Recovering Telomere-to-Telomere Contigs#

You need Verkko version > 0.1.12 for this tutorial

After building the Verkko assembly, we can check how many contigs have telomeres at both ends to determine if the assembly is truly T2T (telomere-to-telomere). Ideally, most contigs should have telomeres, but don’t worry if some do not. In this section, we introduce several cases where you can recover T2T contigs.

We will cover three different scenarios:

  • Case 1: A single contig was mistakenly split into two, but chromosome assignment information is available.

  • Case 2: A single contig was mistakenly split into two, but chromosome assignment information is missing for the shorter contig.

  • Case 3: Artificial sequences were added beyond the real telomere, preventing telomere detection at the ends.

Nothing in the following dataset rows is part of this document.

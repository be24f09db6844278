use crate::models::TodayResponse;

pub fn render_index(today: &TodayResponse) -> String {
    INDEX_HTML
        .replace("{{DATE}}", &today.date.to_string())
        .replace("{{TOTAL}}", &today.stats.total.to_string())
        .replace("{{COMPLETED}}", &today.stats.completed.to_string())
        .replace("{{IN_PROGRESS}}", &today.stats.in_progress.to_string())
        .replace("{{RATE}}", &today.completion_rate.to_string())
}

const INDEX_HTML: &str = r##"<!DOCTYPE html>
<html lang="en">
<head>
  <meta charset="UTF-8" />
  <meta name="viewport" content="width=device-width, initial-scale=1.0" />
  <title>HabitFlow</title>
  <style>
    :root {
      --bg: #f4f6fb;
      --ink: #1f2433;
      --muted: #6b7083;
      --accent: #3b82f6;
      --done: #10b981;
      --warn: #f59e0b;
      --card: #ffffff;
      --line: rgba(31, 36, 51, 0.1);
    }
    * { box-sizing: border-box; }
    body {
      margin: 0;
      background: var(--bg);
      color: var(--ink);
      font-family: "Inter", "Segoe UI", sans-serif;
    }
    header {
      padding: 20px 24px;
      border-bottom: 1px solid var(--line);
      background: var(--card);
    }
    header h1 { margin: 0; font-size: 1.6rem; color: var(--accent); }
    header p { margin: 4px 0 0; color: var(--muted); }
    main { max-width: 1100px; margin: 0 auto; padding: 24px; display: grid; gap: 24px; }
    .cards { display: grid; grid-template-columns: repeat(auto-fit, minmax(180px, 1fr)); gap: 16px; }
    .card {
      background: var(--card);
      border: 1px solid var(--line);
      border-radius: 14px;
      padding: 16px;
    }
    .label { font-size: 0.85rem; color: var(--muted); }
    .value { font-size: 1.8rem; font-weight: 700; }
    .value.done { color: var(--done); }
    .value.warn { color: var(--warn); }
    .controls { display: flex; flex-wrap: wrap; gap: 12px; }
    input, select, button {
      font: inherit;
      padding: 8px 12px;
      border-radius: 8px;
      border: 1px solid var(--line);
      background: var(--card);
    }
    button { cursor: pointer; }
    button.primary { background: var(--accent); color: white; border-color: var(--accent); }
    #habits { display: grid; grid-template-columns: repeat(auto-fill, minmax(260px, 1fr)); gap: 16px; }
    .habit h3 { margin: 0 0 4px; display: flex; align-items: center; gap: 8px; }
    .dot { width: 12px; height: 12px; border-radius: 50%; display: inline-block; }
    .bar { height: 8px; background: var(--line); border-radius: 4px; overflow: hidden; margin: 8px 0; }
    .bar > span { display: block; height: 100%; background: var(--accent); }
    .recent { display: flex; gap: 4px; margin: 8px 0; }
    .recent span { width: 18px; height: 18px; border-radius: 4px; background: var(--line); }
    .recent span.done { background: var(--done); }
    .recent span.today { outline: 2px solid var(--accent); }
    .row { display: flex; gap: 8px; align-items: center; justify-content: space-between; }
    #chart { width: 100%; height: 220px; display: block; }
    .chart-bar { fill: var(--accent); }
    .chart-label { fill: var(--muted); font-size: 11px; }
    .week-day { display: flex; justify-content: space-between; padding: 4px 0; }
    .week-day.today { font-weight: 700; color: var(--accent); }
    .status { min-height: 1.2em; color: var(--muted); }
    .status[data-type="error"] { color: #c63b2b; }
    .status[data-type="ok"] { color: var(--done); }
  </style>
</head>
<body>
  <header>
    <h1>HabitFlow</h1>
    <p>Today is <span id="date">{{DATE}}</span></p>
  </header>
  <main>
    <section class="cards">
      <div class="card"><div class="label">Total habits</div><div class="value" id="total">{{TOTAL}}</div></div>
      <div class="card"><div class="label">Completed today</div><div class="value done" id="completed">{{COMPLETED}}</div></div>
      <div class="card"><div class="label">In progress</div><div class="value warn" id="in-progress">{{IN_PROGRESS}}</div></div>
      <div class="card"><div class="label">Completion rate</div><div class="value" id="rate">{{RATE}}%</div></div>
    </section>

    <form id="create-form" class="card controls">
      <input name="name" placeholder="New habit" required />
      <input name="target_count" type="number" min="1" value="1" />
      <select name="frequency">
        <option value="daily">Daily</option>
        <option value="weekly">Weekly</option>
        <option value="monthly">Monthly</option>
      </select>
      <input name="color" type="color" value="#3B82F6" />
      <button class="primary" type="submit">Add habit</button>
    </form>

    <section class="controls">
      <input id="search" placeholder="Search habits..." />
      <select id="filter">
        <option value="all">All habits</option>
        <option value="completed">Completed</option>
        <option value="pending">Pending</option>
      </select>
      <select id="sort">
        <option value="name">Sort by name</option>
        <option value="date">Sort by date</option>
        <option value="progress">Sort by progress</option>
      </select>
    </section>

    <section id="habits"></section>

    <section class="cards">
      <div class="card"><div class="label">Current streak</div><div class="value" id="streak">0 days</div></div>
      <div class="card"><div class="label">Total completions</div><div class="value" id="completions">0</div></div>
      <div class="card"><div class="label">This week</div><div class="value" id="week-total">0 / 0</div><div class="label" id="week-rate">0% completed</div></div>
    </section>

    <section class="cards">
      <div class="card">
        <div class="row">
          <strong>Habit completion</strong>
          <select id="range">
            <option value="week">Last 7 days</option>
            <option value="month">Last 30 days</option>
          </select>
        </div>
        <svg id="chart" viewBox="0 0 600 220" role="img" aria-label="Completion chart"></svg>
      </div>
      <div class="card">
        <strong>Weekly overview</strong>
        <div id="week"></div>
      </div>
    </section>

    <div class="status" id="status"></div>
  </main>
  <script>
    const $ = (id) => document.getElementById(id);
    const statusEl = $('status');

    const setStatus = (message, type) => {
      statusEl.textContent = message;
      statusEl.dataset.type = type || '';
    };

    const api = async (path, options = {}) => {
      const response = await fetch(path, {
        headers: { 'Content-Type': 'application/json' },
        ...options
      });
      if (!response.ok) {
        throw new Error(await response.text() || response.statusText);
      }
      return response.status === 204 ? null : response.json();
    };

    const escapeHtml = (value) => String(value ?? '').replace(/[&<>"']/g, (ch) => ({
      '&': '&amp;',
      '<': '&lt;',
      '>': '&gt;',
      '"': '&quot;',
      "'": '&#39;'
    })[ch]);

    const renderHabits = (cards) => {
      const root = $('habits');
      if (!cards.length) {
        root.innerHTML = '<p class="label">No habits yet.</p>';
        return;
      }
      root.innerHTML = cards.map((card) => `
        <div class="card habit" data-id="${escapeHtml(card.id)}">
          <h3><span class="dot" style="background:${escapeHtml(card.color)}"></span>${escapeHtml(card.name)}</h3>
          <div class="label">${escapeHtml(card.frequency)}${card.description ? ' · ' + escapeHtml(card.description) : ''}</div>
          <div class="bar"><span style="width:${card.progress_percentage}%"></span></div>
          <div class="row">
            <span>${card.today_count} / ${card.target_count}</span>
            <span>
              <button data-step="decrement">−</button>
              <button data-step="increment">+</button>
              <button data-delete>Delete</button>
            </span>
          </div>
          <div class="recent">
            ${card.recent.map((d) => `<span title="${d.date}" class="${d.completed ? 'done' : ''} ${d.is_today ? 'today' : ''}"></span>`).join('')}
          </div>
        </div>`).join('');
    };

    const renderChart = (points) => {
      const width = 600;
      const height = 220;
      const pad = 28;
      const max = Math.max(1, ...points.map((p) => p.total));
      const slot = (width - pad * 2) / points.length;
      const barWidth = Math.max(4, slot * 0.6);
      const every = points.length > 10 ? 5 : 1;
      $('chart').innerHTML = points.map((p, i) => {
        const h = ((height - pad * 2) * p.completed) / max;
        const x = pad + i * slot + (slot - barWidth) / 2;
        const label = i % every === 0
          ? `<text class="chart-label" x="${x + barWidth / 2}" y="${height - 8}" text-anchor="middle">${p.label}</text>`
          : '';
        return `<rect class="chart-bar" x="${x}" y="${height - pad - h}" width="${barWidth}" height="${h}" rx="3"><title>${p.date}: ${p.percentage}%</title></rect>${label}`;
      }).join('');
    };

    const renderStats = (stats) => {
      $('total').textContent = stats.today.total;
      $('completed').textContent = stats.today.completed;
      $('in-progress').textContent = stats.today.in_progress;
      $('rate').textContent = `${stats.completion_rate}%`;
      $('streak').textContent = `${stats.current_streak} days`;
      $('completions').textContent = stats.total_completions;
      $('week-total').textContent = `${stats.weekly_overview.completed} / ${stats.weekly_overview.possible}`;
      $('week-rate').textContent = `${stats.weekly_overview.percentage}% completed`;
      $('week').innerHTML = stats.weekly_overview.days.map((d) => `
        <div class="week-day ${d.is_today ? 'today' : ''}"><span>${d.day}</span><span>${d.completed} / ${d.total}</span></div>`).join('');
      renderChart(stats.rollup);
    };

    const refresh = async () => {
      const params = new URLSearchParams({
        filter: $('filter').value,
        sort_by: $('sort').value,
        search: $('search').value
      });
      try {
        const [cards, stats] = await Promise.all([
          api(`/api/habits?${params}`),
          api(`/api/stats?range=${$('range').value}`)
        ]);
        renderHabits(cards);
        renderStats(stats);
      } catch (err) {
        setStatus(err.message, 'error');
      }
    };

    $('habits').addEventListener('click', async (event) => {
      const habit = event.target.closest('.habit');
      if (!habit) {
        return;
      }
      const id = habit.dataset.id;
      try {
        if (event.target.dataset.step) {
          const result = await api(`/api/habits/${id}/${event.target.dataset.step}`, { method: 'POST' });
          if (result.just_completed) {
            setStatus('Daily goal reached!', 'ok');
          }
        } else if ('delete' in event.target.dataset) {
          await api(`/api/habits/${id}`, { method: 'DELETE' });
          setStatus('Habit deleted.', 'ok');
        } else {
          return;
        }
        await refresh();
      } catch (err) {
        setStatus(err.message, 'error');
      }
    });

    $('create-form').addEventListener('submit', async (event) => {
      event.preventDefault();
      const form = new FormData(event.target);
      try {
        await api('/api/habits', {
          method: 'POST',
          body: JSON.stringify({
            name: form.get('name'),
            target_count: parseInt(form.get('target_count'), 10) || 1,
            frequency: form.get('frequency'),
            color: form.get('color')
          })
        });
        event.target.reset();
        setStatus('Habit created.', 'ok');
        await refresh();
      } catch (err) {
        setStatus(err.message, 'error');
      }
    });

    ['filter', 'sort', 'range'].forEach((id) => $(id).addEventListener('change', refresh));
    $('search').addEventListener('input', refresh);
    refresh();
  </script>
</body>
</html>
"##;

image_path = os.path.dirname(vf.__file__) + "/data/test_giraffe/fig/missingTel.jpg"
display(Image(filename=image_path,width=1000))
%load_ext autoreload
%autoreload 2

import sys 
import importlib
import pandas as pd
import time
import os
from IPython.display import Image, display
pd.set_option('mode.chained_assignment', None)
import matplotlib.pyplot as plt
from itables import init_notebook_mode
init_notebook_mode(all_interactive=True)
import warnings
import session_info
# Suppress FutureWarnings
warnings.simplefilter(action='ignore', category=FutureWarning)

import sys
import tqdm
from importlib import reload
print(os.getcwd())
sys.path.append('/data/Phillippy/projects/giraffeT2T/assembly/script/verkko-fillet/src')
import verkkofillet as vf
vf = reload(vf)
/path/to/your/folder/script/test_notebooks/basics
verkko-fillet version:0.1.19
verkko-fillet version:0.1.19
verkkoDir = '/path/to/your/folder/verkko2.2_hifi-duplex_trio-hic/verkko-thic'
obj = vf.pp.read_Verkko(verkkoDir)
# print(obj.verkko_fillet_dir)
os.chdir(obj.verkko_fillet_dir)
The Verkko fillet target directory already exists: /path/to/your/folder/verkko2.2_hifi-duplex_trio-hic/verkko-thic_verkko_fillet
If you didn't mean this, please set another directory or for overwirting, please use force= True
Lock the original Verkko folder to prevent it from being modified.
[lock_original_folder] Command executed successfully!
change working directory: /path/to/your/folder/verkko2.2_hifi-duplex_trio-hic/verkko-thic_verkko_fillet
Path file loaded successfully.
scfmap file loaded successfully.
Reading assembly.homopolymer-compressed.noseq.gfa
Reading assembly.colors.csv
Node information is stored in obj.node
fileName = "/path/to/your/folder/verkko2.2_hifi-duplex_trio-hic/verkko-thic_verkko_fillet/verkko-fillet_gapfilled.230519.pkl"
obj = vf.pp.load_Verkko(fileName)
load verkko fllet obj from <- /path/to/your/folder/verkko2.2_hifi-duplex_trio-hic/verkko-thic_verkko_fillet/verkko-fillet_gapfilled.230519.pkl
obj = vf.pp.findGaps(obj)
45 gaps were found -> obj.gaps
map_file= "/path/to/your/folder/verkko2.2_hifi-duplex_trio-hic/verkko-thic_legacy/chromosome.map"
obj = vf.pp.readChr(obj, map_file, sire = "pat", dam = "mat")
The chromosome infomation was stored in obj.stats
vf.pl.contigPlot(obj,plot_height = 4 , plot_width = 2)
../../_images/a337c8d7d32b4aa4b83dd64c1e9a5531020a0737518b3290427ef1e1dfa1fb8e.png

Here, we have three contigs missing one of telomeres: chr11_mat, chr14_mat, and chr1_pat.

Finding broken contigs#

Using the vf.pp.detectBrokenContigs() function, you can identify chromosomes that have more than two contigs from the same haplotype. This indicates that Verkko generated two distinct contigs, each long enough to be assigned to a chromosome, even though they originally belonged to a single contig.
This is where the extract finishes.